Please show every line in the entries below that includes the word "position".

::: THE INPUT :::

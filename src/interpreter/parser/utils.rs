use std::iter::Peekable;

use crate::{
    error::ParseError,
    interpreter::{lexer::Token, parser::core::ParseResult},
};

/// Parses a comma-separated list of items until a closing token.
///
/// This utility is shared by array literals, call argument lists, and
/// function parameter lists. It repeatedly calls `parse_item` to parse one
/// element, expecting either:
///
/// - a comma, to continue the list, or
/// - the specified closing token, to end it.
///
/// An immediately encountered closing token produces an empty list.
/// Trailing commas are not supported. `line` names the enclosing
/// construct's line, cited when the input ends before the closing token.
///
/// Grammar (simplified): `list := (item ("," item)*)?`
///
/// # Errors
/// Returns a `ParseError` if an item fails to parse, an unexpected token
/// appears between items, or the stream ends before the closing token.
pub(in crate::interpreter::parser) fn parse_comma_separated<'a, I, T>(
    tokens: &mut Peekable<I>,
    parse_item: impl Fn(&mut Peekable<I>) -> ParseResult<T>,
    closing: &Token,
    line: usize)
    -> ParseResult<Vec<T>>
    where I: Iterator<Item = &'a (Token, usize)> + Clone
{
    let mut items = Vec::new();
    if let Some((tok, _)) = tokens.peek()
       && tok == closing
    {
        tokens.next();

        return Ok(items);
    }
    loop {
        items.push(parse_item(tokens)?);
        match tokens.peek() {
            Some((Token::Comma, _)) => {
                tokens.next();
            },
            Some((tok, _)) if tok == closing => {
                tokens.next();
                break;
            },
            Some((tok, line)) => {
                return Err(ParseError::Expected { expected: format!("',' or {closing:?}"),
                                                  found:    format!("{tok:?}"),
                                                  line:     *line, });
            },
            None => return Err(ParseError::UnexpectedEndOfInput { line }),
        }
    }
    Ok(items)
}

/// Parses a plain identifier and returns its name.
///
/// The next token must be `Token::Identifier`. `line` is the enclosing
/// construct's line, cited when the input ends instead.
pub(in crate::interpreter::parser) fn parse_identifier<'a, I>(tokens: &mut Peekable<I>,
                                                              line: usize)
                                                              -> ParseResult<String>
    where I: Iterator<Item = &'a (Token, usize)>
{
    match tokens.next() {
        Some((Token::Identifier(s), _)) => Ok(s.clone()),
        Some((tok, line)) => Err(ParseError::Expected { expected: "an identifier".to_string(),
                                                        found:    format!("{tok:?}"),
                                                        line:     *line, }),
        None => Err(ParseError::UnexpectedEndOfInput { line }),
    }
}

/// Consumes the next token, which must equal `expected`, and returns its
/// line. `description` names the token in the error message; `line` is the
/// enclosing construct's line, cited when the input ends instead.
pub(in crate::interpreter::parser) fn expect_token<'a, I>(tokens: &mut Peekable<I>,
                                                          expected: &Token,
                                                          description: &str,
                                                          line: usize)
                                                          -> ParseResult<usize>
    where I: Iterator<Item = &'a (Token, usize)>
{
    match tokens.next() {
        Some((tok, line)) if tok == expected => Ok(*line),
        Some((tok, line)) => Err(ParseError::Expected { expected: description.to_string(),
                                                        found:    format!("{tok:?}"),
                                                        line:     *line, }),
        None => Err(ParseError::UnexpectedEndOfInput { line }),
    }
}

/// Consumes any run of semicolons. Statements may be terminated by an
/// optional `;`, and several in a row are legal.
pub(in crate::interpreter::parser) fn absorb_semicolons<'a, I>(tokens: &mut Peekable<I>)
    where I: Iterator<Item = &'a (Token, usize)>
{
    while let Some((Token::Semicolon, _)) = tokens.peek() {
        tokens.next();
    }
}
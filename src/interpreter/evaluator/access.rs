use crate::{
    ast::Expr,
    error::RuntimeError,
    interpreter::{
        evaluator::core::{Context, EvalResult},
        value::core::Value,
    },
    util::num::f64_to_index,
};

impl Context {
    /// Evaluates a member access: `object.name` or `object?.name`.
    ///
    /// On an object, a missing key yields null. With `safe` set, a null
    /// receiver yields null instead of failing; otherwise any non-object
    /// receiver is a property-access error.
    pub(crate) fn eval_member(&mut self,
                              object: &Expr,
                              property: &str,
                              safe: bool)
                              -> EvalResult<Value> {
        let receiver = self.eval_expr(object)?;

        if safe && receiver.is_null() {
            return Ok(Value::Null);
        }

        match receiver {
            Value::Object(_) => Ok(receiver.lookup(property).cloned().unwrap_or(Value::Null)),
            other => Err(RuntimeError::PropertyAccess { kind: other.type_name() }),
        }
    }

    /// Evaluates the elvis operator: the left value unless it is null, in
    /// which case the right expression is evaluated and yielded. This is a
    /// null test, not a truthiness test: `0 ?: 1` is `0`.
    pub(crate) fn eval_elvis(&mut self, left: &Expr, right: &Expr) -> EvalResult<Value> {
        let value = self.eval_expr(left)?;
        if value.is_null() {
            self.eval_expr(right)
        } else {
            Ok(value)
        }
    }

    /// Evaluates an index expression.
    ///
    /// - Array with a numeric index: the element at that integer position,
    ///   or null when out of bounds.
    /// - Object with any index: lookup by the index's string form.
    /// - String with a numeric index: the character at that position as a
    ///   one-character string, or null when out of bounds.
    pub(crate) fn eval_index(&mut self, object: &Expr, index: &Expr) -> EvalResult<Value> {
        let receiver = self.eval_expr(object)?;
        let index_value = self.eval_expr(index)?;

        match receiver {
            Value::Array(values) => {
                let position = index_value.to_number()?;
                Ok(f64_to_index(position).and_then(|i| values.get(i).cloned())
                                         .unwrap_or(Value::Null))
            },
            Value::Object(_) => {
                let key = index_value.to_string();
                Ok(receiver.lookup(&key).cloned().unwrap_or(Value::Null))
            },
            Value::Str(s) => {
                let position = index_value.to_number()?;
                Ok(f64_to_index(position).and_then(|i| s.chars().nth(i))
                                         .map_or(Value::Null, |c| Value::Str(c.to_string())))
            },
            other => Err(RuntimeError::NotIndexable { kind: other.type_name() }),
        }
    }
}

:::

TASK OUTPUT ->
    /// - Array with a numeric index: the element at that integer position,
    /// - String with a numeric index: the character at that position as a
                let position = index_value.to_number()?;
                Ok(f64_to_index(position).and_then(|i| values.get(i).cloned())
                let position = index_value.to_number()?;
                Ok(f64_to_index(position).and_then(|i| s.chars().nth(i))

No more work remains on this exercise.